The bulk of this plan hinges on a large pipeline from Las Vegas to rural eastern Nevada. The main pipeline is estimated to include 263 miles of buried water pipelines while an estimated 96 to 254 miles of collector pipelines will feed water to the main pipeline. The entire pipeline will pump 27 billion gallons of water from the desert annually. Between 71 and 88 wells will have to be dug in fragile ecosystems while somewhere between 96 and 254 miles of overhead distribution power lines will be built in a region famous for wildfires. The water will be taken primarily from 4 desert valleys – Spring, Cave, Dry Lake, and Delamar Valleys.

In other words, SNWA’s Groundwater Development Plan would destroy much of the Great Basin, would destroy Spring Valley and would destroy the Swamp Cedars.

According to Dr. David Charlet, in his study “Effects of Interbasin Water Transport on Ecosystems of Spring Valley, White Pine County, Nevada,” “Ecosystems of Spring Valley, like most valleys in Nevada, are stressed. Overgrazing, particularly during the late 1800s, water diversion, and groundwater pumping have weakened the plant communities.”

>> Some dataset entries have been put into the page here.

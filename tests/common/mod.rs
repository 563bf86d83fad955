use std::{
    collections::{HashMap, VecDeque},
    sync::{
        mpsc::{channel, Receiver, Sender},
        Arc, Mutex,
    },
    time::Duration,
};

use ofrep::{HttpRequest, HttpResponse, HttpTransport, OfrepProvider, ProviderConfig};

pub const TIMEOUT: Duration = Duration::from_secs(5);

pub fn init_logger() {
    let _ = env_logger::builder().is_test(true).try_init();
}

/// Serves queued responses in order, then repeats the last one.
#[derive(Clone, Default)]
pub struct FakeServer {
    inner: Arc<Mutex<State>>,
}

#[derive(Default)]
struct State {
    responses: VecDeque<HttpResponse>,
    last: Option<HttpResponse>,
    requests: Vec<HttpRequest>,
    paused: HashMap<usize, (Sender<()>, Receiver<()>)>,
}

/// A request held by the server until released.
pub struct PausedRequest {
    /// Signaled once the request has reached the server.
    pub entered: Receiver<()>,
    release: Sender<()>,
}

impl PausedRequest {
    pub fn release(self) {
        let _ = self.release.send(());
    }
}

impl FakeServer {
    pub fn new() -> FakeServer {
        FakeServer::default()
    }

    pub fn respond(&self, status: u16, body: &str) -> &FakeServer {
        self.respond_with(HttpResponse::new(status, body))
    }

    pub fn respond_with(&self, response: HttpResponse) -> &FakeServer {
        self.inner.lock().unwrap().responses.push_back(response);
        self
    }

    /// Hold the request with the given index (starting at 0) until the returned handle is
    /// released.
    pub fn pause_request(&self, index: usize) -> PausedRequest {
        let (entered_sender, entered) = channel();
        let (release, release_receiver) = channel();
        self.inner
            .lock()
            .unwrap()
            .paused
            .insert(index, (entered_sender, release_receiver));
        PausedRequest { entered, release }
    }

    pub fn requests(&self) -> Vec<HttpRequest> {
        self.inner.lock().unwrap().requests.clone()
    }

    pub fn request_body(&self, index: usize) -> serde_json::Value {
        serde_json::from_slice(&self.requests()[index].body).unwrap()
    }

    pub fn provider(&self) -> OfrepProvider {
        self.config().to_provider().unwrap()
    }

    pub fn config(&self) -> ProviderConfig {
        ProviderConfig::from_endpoint("http://localhost:1031")
            .polling_interval(Duration::from_secs(3600))
            .transport(self.clone())
    }
}

impl HttpTransport for FakeServer {
    fn post(&self, request: HttpRequest) -> ofrep::Result<HttpResponse> {
        let paused = {
            let mut state = self.inner.lock().unwrap();
            let index = state.requests.len();
            state.requests.push(request);
            state.paused.remove(&index)
        };
        if let Some((entered, release)) = paused {
            let _ = entered.send(());
            let _ = release.recv();
        }

        let mut state = self.inner.lock().unwrap();
        let response = match state.responses.pop_front() {
            Some(response) => response,
            None => state
                .last
                .clone()
                .unwrap_or_else(|| HttpResponse::new(500, "no response configured")),
        };
        state.last = Some(response.clone());
        Ok(response)
    }
}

This means human activities are already undermining life in the area.

Charlet makes horrifying predictions for the Swamp Cedars, writing, “The groundwater development proposed by the SNWA for the Spring Valley will doom the populations of swamp cedars. It is unlikely that they will live long past the first 20 yr [sic] of drawdown…” In fact, Charlet believes the Swamp Cedars will act as the canaries in the coal mine as he describes what he thinks will happen, “The swamp cedars will be the first plant species in the valley to become locally extinct, and I imagine that they would not be able to hang on for more than 50 yr. The next species to follow the swamp cedars will be the greasewood, followed shortly by big Great Basin sagebrush, and finally by rabbitbrush.”

Dr. Lanner agrees with Dr. Charlet in Lanner’s study “The Effect of Groundwater Pumping Proposed by the Southern Nevada Water Authority on the ‘Swamp Cedar’ of Spring Valley, Nevada.” He writes, “Despite the fact that the swamp cedars are not currently considered at risk of extinction by state or federal authorities, they are vulnerable to groundwater pumping leading to lowering of the water table and loss of surface flooding. The granting of pumping permits would make it logical, however, for such listing to be initiated.”

Even more terrifying than Charlet’s 20-year prediction, Lanner gives the Swamp Cedars 2 years. He explains, “Since the swamp cedars’ root systems are concentrated in the upper one foot of soil, and almost entirely in the upper two feet, drawdown of water from this part of the soil profile can be expected to be devastating to the trees. I would expect trees to die within no more than two years following the pumping of water from their root zone, even if there is ample rainfall to keep surface roots alive.”

***

What will the world lose if SNWA has its way?

Wild_Irises_SpringValley

Wild irises and Swamp Cedars, Spring Valley

There are the obvious answers. The world will lose the Swamp Cedars, Spring Valley’s ability to support life, and a place of cultural significance for a historically oppressed people. Las Vegas will swell and, as it gets bigger, will require ever more water to support itself. Eventually, the city will reach farther and farther to steal water destroying community after community until it cannot find enough. Then, it will collapse.  Many of those who have been forced to rely on the city’s infrastructure for the necessities of life will perish. These will be grievous wounds, of course. And they give us all the reason we need to know that SNWA must be stopped.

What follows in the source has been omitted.